Oxford Üniversitesi’nin gerçekleştirdiği bir araştırmada, İngiltere’de yaklaşık 500,000 birey incelendi. Bilim insanları, katılımcıların 22 farklı hastalık için genetik risklerini belirlemeye çalışarak, obezite ve hipertansiyon gibi yaygın sağlık sorunları üzerinde durdular.

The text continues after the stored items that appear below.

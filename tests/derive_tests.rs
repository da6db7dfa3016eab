//! Tests for `#[derive(Lenses)]` and `#[derive(Prisms)]`.

use optica::optics::laws::{check_lens_laws, check_prism_laws};
use optica::optics::{Lens, Optional, Prism};
use optica::{Lenses, Prisms};
use proptest::prelude::*;
use rstest::rstest;

#[derive(Clone, PartialEq, Debug, Lenses)]
struct Location {
    city: String,
    country: String,
}

#[derive(Clone, PartialEq, Debug, Lenses)]
struct User {
    id: i64,
    is_admin: bool,
    location: Location,
    name: String,
}

#[derive(Clone, PartialEq, Debug, Lenses)]
struct AccessToken {
    token: String,
}

#[derive(Clone, PartialEq, Debug, Prisms)]
enum Authentication {
    Authenticated(AccessToken),
    Unauthenticated,
}

#[derive(Clone, PartialEq, Debug, Prisms)]
enum Event {
    Click { x: i32, y: i32 },
    Moved(i32, i32),
    KeyPress(char),
    Scroll { delta: i32 },
    Close,
}

#[derive(Clone, PartialEq, Debug, Lenses)]
struct Labeled<T> {
    value: T,
    label: String,
}

#[derive(Clone, PartialEq, Debug, Prisms)]
enum Maybe<T> {
    Just(T),
    Nothing,
}

// Neither `Clone` nor `Debug`: only the optics over the other fields and
// variants are usable.
struct Handle(u32);

#[derive(Lenses)]
struct Holder {
    id: u32,
    handle: Handle,
}

#[derive(Prisms)]
enum Resource {
    Loaded(u32),
    Locked(Handle),
}

fn blob() -> User {
    User {
        id: 42,
        is_admin: true,
        location: Location {
            city: "Brooklyn".to_string(),
            country: "USA".to_string(),
        },
        name: "Blob".to_string(),
    }
}

#[test]
fn test_derived_lens_get_and_set() {
    let mut user = blob();
    assert_eq!(User::id_lens().get(&user), 42);

    User::id_lens().set(&mut user, 57);
    assert_eq!(user, User { id: 57, ..blob() });
}

#[test]
fn test_derived_lenses_compose() {
    let city = User::location_lens().compose(Location::city_lens());
    let user = city.set_owned(blob(), "Queens".to_string());

    assert_eq!(city.get(&user), "Queens");
    assert_eq!(user.location.country, "USA");
    assert_eq!(user.name, "Blob");
}

#[test]
fn test_derived_lens_on_generic_struct() {
    let labeled = Labeled {
        value: 3_u8,
        label: "three".to_string(),
    };
    assert_eq!(Labeled::<u8>::value_lens().get(&labeled), 3);
    assert_eq!(
        Labeled::<u8>::label_lens().set_owned(labeled, "drei".to_string()).label,
        "drei"
    );
}

#[test]
fn test_derived_lens_beside_non_clone_field() {
    let mut holder = Holder {
        id: 7,
        handle: Handle(99),
    };
    assert_eq!(Holder::id_lens().get(&holder), 7);

    Holder::id_lens().set(&mut holder, 8);
    assert_eq!(holder.id, 8);
    assert_eq!(holder.handle.0, 99);
}

#[test]
fn test_derived_prism_beside_non_clone_variant() {
    let loaded = Resource::loaded_prism();
    assert_eq!(loaded.extract(&Resource::Loaded(3)), Some(3));
    assert_eq!(loaded.extract(&Resource::Locked(Handle(1))), None);
    assert!(matches!(loaded.embed(4), Resource::Loaded(4)));
}

#[rstest]
#[case(Authentication::Authenticated(AccessToken { token: "deadbeef".to_string() }), true)]
#[case(Authentication::Unauthenticated, false)]
fn test_derived_prism_matches(#[case] source: Authentication, #[case] authenticated: bool) {
    assert_eq!(Authentication::authenticated_prism().matches(&source), authenticated);
    assert_eq!(Authentication::unauthenticated_prism().matches(&source), !authenticated);
}

#[test]
fn test_derived_prism_on_unit_variant() {
    let unauthenticated = Authentication::unauthenticated_prism();
    assert_eq!(unauthenticated.extract(&Authentication::Unauthenticated), Some(()));
    assert_eq!(unauthenticated.embed(()), Authentication::Unauthenticated);
}

#[test]
fn test_derived_prism_on_multi_field_variants() {
    assert_eq!(Event::click_prism().extract(&Event::Click { x: 1, y: 2 }), Some((1, 2)));
    assert_eq!(Event::moved_prism().extract(&Event::Moved(3, 4)), Some((3, 4)));
    assert_eq!(Event::moved_prism().extract(&Event::Close), None);
    assert_eq!(Event::click_prism().embed((5, 6)), Event::Click { x: 5, y: 6 });
    assert_eq!(Event::moved_prism().embed((7, 8)), Event::Moved(7, 8));
}

#[test]
fn test_derived_prism_on_single_field_variants() {
    assert_eq!(Event::key_press_prism().extract(&Event::KeyPress('q')), Some('q'));
    assert_eq!(Event::scroll_prism().extract(&Event::Scroll { delta: -3 }), Some((-3,)));
    assert_eq!(Event::scroll_prism().embed((9,)), Event::Scroll { delta: 9 });
    assert!(Event::close_prism().matches(&Event::Close));
}

#[test]
fn test_derived_prism_on_generic_enum() {
    let just = Maybe::<String>::just_prism();
    assert_eq!(just.extract(&Maybe::Just("x".to_string())), Some("x".to_string()));
    assert_eq!(just.extract(&Maybe::Nothing), None);
    assert_eq!(just.embed("y".to_string()), Maybe::Just("y".to_string()));
}

#[test]
fn test_derived_prism_then_derived_lens() {
    let token = Authentication::authenticated_prism().compose_lens(AccessToken::token_lens());
    let signed_in = Authentication::Authenticated(AccessToken {
        token: "deadbeef".to_string(),
    });
    assert_eq!(token.get_option(&signed_in), Some("deadbeef".to_string()));
    assert_eq!(token.get_option(&Authentication::Unauthenticated), None);
}

fn arb_event() -> impl Strategy<Value = Event> {
    prop_oneof![
        (any::<i32>(), any::<i32>()).prop_map(|(x, y)| Event::Click { x, y }),
        (any::<i32>(), any::<i32>()).prop_map(|(x, y)| Event::Moved(x, y)),
        any::<char>().prop_map(Event::KeyPress),
        any::<i32>().prop_map(|delta| Event::Scroll { delta }),
        Just(Event::Close),
    ]
}

proptest! {
    #[test]
    fn prop_derived_lenses_are_lawful(id in any::<i64>(), other in any::<i64>(), name in ".{0,8}") {
        prop_assert_eq!(check_lens_laws(&User::id_lens(), &blob(), id, other), Ok(()));
        prop_assert_eq!(
            check_lens_laws(&User::name_lens(), &blob(), name.clone(), name),
            Ok(())
        );
    }

    #[test]
    fn prop_derived_prisms_are_lawful(event in arb_event(), x in any::<i32>(), y in any::<i32>()) {
        prop_assert_eq!(check_prism_laws(&Event::click_prism(), &event, (x, y)), Ok(()));
        prop_assert_eq!(check_prism_laws(&Event::moved_prism(), &event, (x, y)), Ok(()));
        prop_assert_eq!(check_prism_laws(&Event::scroll_prism(), &event, (x,)), Ok(()));
        prop_assert_eq!(check_prism_laws(&Event::close_prism(), &event, ()), Ok(()));
    }
}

Ayrıca, bireylerin biyolojik yaşlanma hızını ölçmek için kan örneklerinden elde edilen proteinler kullanıldı.
Bu çalışma başlangıçta 164 çevresel etken üzerine yoğunlaştı. Ancak ardından bu etkenler, hem ölüm oranları hem de biyolojik yaşlanma ile ilişkili 25 temel ölçümle sınırlandırıldı. İncelenen faktörler arasında eğitim düzeyi, hane halkı geliri, istihdam durumu, uyku kalitesi, fiziksel aktivite, sigara içme alışkanlıkları, sosyal destek, zihinsel sağlık durumu, 10 yaşındaki beden ağırlığı ve annenin hamilelik döneminde sigara içip içmediği gibi öğeler yer aldı. Bu faktörlerin her biri başlangıçta erken ölüm riskinde küçük bir etkiye sahipken, yaşam boyunca bu faktörlerin bir araya gelmesi durumunda riskin arttığı keşfedildi.
Araştırma sonuçlarına göre, genetik faktörler demans, meme, prostat ve kolorektal kanserler üzerinde daha güçlü bir etkiye sahipken; akciğer, kalp ve karaciğer hastalıkları açısından çevresel etkenlerin daha baskın olduğu görülmüştür.